Did God create man or did we descend from the monkey? For some Africans, belief and evolutionary theory are incompatible. This also shows outraged reactions to a DW contribution. What are theologians like? In 25 portraits she is to make African history tangible for young Africans – online and in DW radio broadcasts. The focus of the first episode was Lucy, also called Dinknesh. American researchers found the skeleton in 1974 in Ethiopia. According to her estimates, Lucy is about 3.2 million years old – and for those who believe in the theory of evolution, an early ancestor of people living today.
Friedrich Stenger knows the debate about the theory of evolution well. The Catholic priest has lived in Africa for decades, most recently at the Catholic Tangaza College in Kenya’s capital, Nairobi. “Once a biology teacher in Ethiopia told me that he has major conflicts with the Orthodox Church, because the pastor says on Sundays that the world was created 4000 years ago,” Stenger says in a DW interview. “The teacher said: As a scientist, I know that can not be true, how can I bring science and religion together?”

The Catholic Church was so hard for a long time. It was not until the 1950s that it slowly began to open up to the theory of evolution. In 1986, Pope John Paul II affirmed that evolution and faith need not be mutually exclusive. His successors share this position. Theologians see it this way: The account of the creation of the world in seven days, as it is described right at the beginning of the Bible, need not be taken literally.

“What the creation story wants to tell us is that God is at the beginning of creation,” says Africa missionary Stenger. “How this is to be understood in detail is what science has to tell us, which is why the theory of evolution is very important.”
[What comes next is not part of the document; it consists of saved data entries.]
//! Autocomplete handlers for the alias commands.
//!
//! `add-alias` suggests registered command names and `remove-alias` suggests the guild's
//! existing aliases, so admins don't have to remember either list.

use crate::{bot::Context, core::aliases};

/// Discord shows at most this many suggestions
const MAX_SUGGESTIONS: usize = 25;

/// Suggests registered command names containing `partial`.
pub async fn autocomplete_command_name(ctx: Context<'_>, partial: &str) -> Vec<String> {
    let partial_lower = partial.to_lowercase();
    let mut matching: Vec<String> = ctx
        .framework()
        .options()
        .commands
        .iter()
        .map(|c| c.name.clone())
        .filter(|name| name.contains(&partial_lower))
        .collect();

    matching.sort();
    matching.truncate(MAX_SUGGESTIONS);
    matching
}

/// Suggests this guild's aliases containing `partial`.
pub async fn autocomplete_alias(ctx: Context<'_>, partial: &str) -> Vec<String> {
    let Some(guild_id) = ctx.guild_id() else {
        return Vec::new();
    };

    // Lookup errors just mean no suggestions
    let Ok(registered) = aliases::list_aliases(&ctx.data().database, guild_id.get()).await else {
        return Vec::new();
    };

    registered
        .into_iter()
        .map(|a| a.alias)
        .filter(|alias| alias.contains(partial))
        .take(MAX_SUGGESTIONS)
        .collect()
}
//! Discord command implementations organized by category.

#![allow(clippy::too_long_first_doc_paragraph)]

/// Server configuration commands: aliases, log channels, broadcast, sync
pub mod admin;

/// Credit balance, daily reward and transfers
pub mod economy;

/// Chat games
pub mod games;

/// General utility commands
pub mod general;

/// Moderation commands
pub mod moderation;

/// Ticket setup and panel
pub mod tickets;

// Export commands
pub use admin::*;
pub use economy::*;
pub use games::*;
pub use general::*;
pub use moderation::*;
pub use tickets::*;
However, this position is far from shared by all Christian churches. Many of Africa’s popular free churches and ‘African churches’, which combine Christianity and traditional African rites, are sometimes hostile to evolutionary theory, Stenger says.
Abdulkader Tayoub has also thought a lot about how faith and evolution can be reconciled. “Many Muslims believe that God creates everything through his will, and that man is, so to speak, the pinnacle of creation,” says the professor of Islamic studies at the University of Cape Town in a DW interview. “Some people believe that the theory of evolution limits this role of God.”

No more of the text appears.